Speaking at Tax Institute event in Sydney last week, Ms O’Dwyer said the government is aware that certain individuals will be affected by the proposed changes to superannuation in the budget and plans to consult extensively on all legislation that it brings in prior to implementation.
The government she said has a clear commitment to that, particularly given that it is a "significant reform package".
"We know that there will be some people who will be caught by the changes, and we need to make sure where there are unintended consequences, that we are able to properly deal with those in the legislation," she said.
"We have taken a very conscious decision to exempt structured settlements and court orders for personal injury payments from both the $1.6 million transfer cap, and with the lifetime [$500,000] non-concessional cap," added Ms O’Dwyer.

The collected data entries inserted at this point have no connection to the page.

//! Hardware ports used by the sensor and relay logic.
//!
//! The ESP build implements these on top of esp-idf-hal; host builds and
//! tests use the simulated devices in [`sim`].

use thiserror::Error;

use crate::config::DhtModel;

/// Digital pins, addressed by GPIO number. Writes are fire-and-forget:
/// callers that care about the outcome read the pin back.
pub trait Gpio {
    fn write(&mut self, pin: u8, level: bool);
    fn read(&self, pin: u8) -> bool;

    fn toggle(&mut self, pin: u8) {
        let level = self.read(pin);
        self.write(pin, !level);
    }
}

pub trait AnalogInput {
    fn read(&mut self, channel: u8) -> i32;
}

#[derive(Debug, Clone, Copy, PartialEq)]
pub struct DhtSample {
    pub temperature: f32,
    pub humidity: f32,
}

#[derive(Debug, Clone, PartialEq, Eq, Error)]
pub enum DhtError {
    #[error("timeout waiting for dht response")]
    Timeout,
    #[error("dht checksum mismatch")]
    Checksum,
    #[error("dht bus error: {0}")]
    Bus(String),
}

pub trait DhtDriver {
    fn read(&mut self, pin: u8, model: DhtModel, fahrenheit: bool)
        -> Result<DhtSample, DhtError>;
}

/// A sensor that is not fitted. Disabled features never reach these reads,
/// so they only report the absence.
impl<D: DhtDriver> DhtDriver for Option<D> {
    fn read(&mut self, pin: u8, model: DhtModel, fahrenheit: bool)
        -> Result<DhtSample, DhtError> {
        match self {
            Some(driver) => driver.read(pin, model, fahrenheit),
            None => Err(DhtError::Bus(format!("no dht fitted on GPIO{pin}"))),
        }
    }
}

impl<A: AnalogInput> AnalogInput for Option<A> {
    fn read(&mut self, channel: u8) -> i32 {
        match self {
            Some(adc) => adc.read(channel),
            None => 0,
        }
    }
}

pub fn celsius_to_fahrenheit(temp_c: f32) -> f32 {
    temp_c * 9.0 / 5.0 + 32.0
}

pub mod sim {
    use std::collections::{HashMap, HashSet, VecDeque};

    use super::*;

    /// In-memory pin bank. Pins marked stuck ignore writes, which models a
    /// failed output driver.
    #[derive(Debug, Default, Clone)]
    pub struct SimGpio {
        levels: HashMap<u8, bool>,
        stuck: HashSet<u8>,
        writes: Vec<(u8, bool)>,
    }

    impl SimGpio {
        pub fn new() -> Self {
            Self::default()
        }

        pub fn set_stuck(&mut self, pin: u8, stuck: bool) {
            if stuck {
                self.stuck.insert(pin);
            } else {
                self.stuck.remove(&pin);
            }
        }

        pub fn writes(&self) -> &[(u8, bool)] {
            &self.writes
        }

        pub fn clear_writes(&mut self) {
            self.writes.clear();
        }
    }

    impl Gpio for SimGpio {
        fn write(&mut self, pin: u8, level: bool) {
            self.writes.push((pin, level));
            if !self.stuck.contains(&pin) {
                self.levels.insert(pin, level);
            }
        }

        fn read(&self, pin: u8) -> bool {
            self.levels.get(&pin).copied().unwrap_or(false)
        }
    }

    /// Replays scripted levels, then produces a slow synthetic wave.
    #[derive(Debug, Default, Clone)]
    pub struct SimAdc {
        scripted: VecDeque<i32>,
        tick: u32,
    }

    impl SimAdc {
        pub fn new() -> Self {
            Self::default()
        }

        pub fn push(&mut self, level: i32) {
            self.scripted.push_back(level);
        }
    }

    impl AnalogInput for SimAdc {
        fn read(&mut self, _channel: u8) -> i32 {
            if let Some(level) = self.scripted.pop_front() {
                return level;
            }
            self.tick = self.tick.wrapping_add(1);
            400 + (self.tick % 12) as i32 * 25
        }
    }

    /// Replays scripted results, then produces drifting plausible readings.
    #[derive(Debug, Default, Clone)]
    pub struct SimDht {
        scripted: VecDeque<Result<DhtSample, DhtError>>,
        tick: u32,
    }

    impl SimDht {
        pub fn new() -> Self {
            Self::default()
        }

        pub fn push(&mut self, result: Result<DhtSample, DhtError>) {
            self.scripted.push_back(result);
        }
    }

    impl DhtDriver for SimDht {
        fn read(
            &mut self,
            _pin: u8,
            _model: DhtModel,
            fahrenheit: bool,
        ) -> Result<DhtSample, DhtError> {
            if let Some(result) = self.scripted.pop_front() {
                return result;
            }

            self.tick = self.tick.wrapping_add(1);
            let temp_c = 20.0 + (self.tick % 8) as f32 * 0.25;
            let humidity = 42.0 + (self.tick % 6) as f32 * 0.5;
            Ok(DhtSample {
                temperature: if fahrenheit {
                    celsius_to_fahrenheit(temp_c)
                } else {
                    temp_c
                },
                humidity,
            })
        }
    }
}

#[cfg(test)]
mod tests {
    use super::{sim::*, *};

    #[test]
    fn toggle_flips_level() {
        let mut gpio = SimGpio::new();
        gpio.toggle(12);
        assert!(gpio.read(12));
        gpio.toggle(12);
        assert!(!gpio.read(12));
        assert_eq!(gpio.writes(), &[(12, true), (12, false)]);
    }

    #[test]
    fn stuck_pin_ignores_writes() {
        let mut gpio = SimGpio::new();
        gpio.set_stuck(12, true);
        gpio.write(12, true);
        assert!(!gpio.read(12));
    }

    #[test]
    fn scripted_dht_results_come_first() {
        let mut dht = SimDht::new();
        dht.push(Err(DhtError::Timeout));

        assert_eq!(dht.read(5, DhtModel::Dht22, false), Err(DhtError::Timeout));
        assert!(dht.read(5, DhtModel::Dht22, false).is_ok());
    }

    #[test]
    fn missing_drivers_report_absence() {
        let mut dht: Option<SimDht> = None;
        assert_eq!(
            dht.read(5, DhtModel::Dht11, false),
            Err(DhtError::Bus("no dht fitted on GPIO5".to_string()))
        );

        let mut adc: Option<SimAdc> = None;
        assert_eq!(adc.read(0), 0);

        let mut sim = SimAdc::new();
        sim.push(730);
        let mut fitted = Some(sim);
        assert_eq!(fitted.read(0), 730);
    }

    #[test]
    fn synthetic_dht_honours_unit() {
        let mut celsius = SimDht::new();
        let mut fahrenheit = SimDht::new();

        let c = celsius.read(5, DhtModel::Dht22, false).unwrap();
        let f = fahrenheit.read(5, DhtModel::Dht22, true).unwrap();
        assert!((f.temperature - celsius_to_fahrenheit(c.temperature)).abs() < 0.001);
    }
}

Ms O’Dwyer said this was important as these sorts of payments were very important for people who have high health costs, and daily needs.
"That’s just one example I can give you," she said.
Last week, KPMG director Ross Stephens suggested this would be the case, noting he sees "no reason" why the carve out will not continue if the lifetime cap comes into effect.
Ms O’Dwyer argued that the coalition's reforms for superannuation overall will make the superannuation system "fairer for women and older Australians" and disputed the argument that the changes are retrospective.
"The government’s changes are all prospective, the government’s changes on the $1.6 transfer balance cap, apply prospectively from the first of July 2017, and on the $500,000 non-concessional lifetime cap," she said.
"We have made it very, very clear, that those people that contributed money after tax into superannuation before Budget night, are completely grandfathered."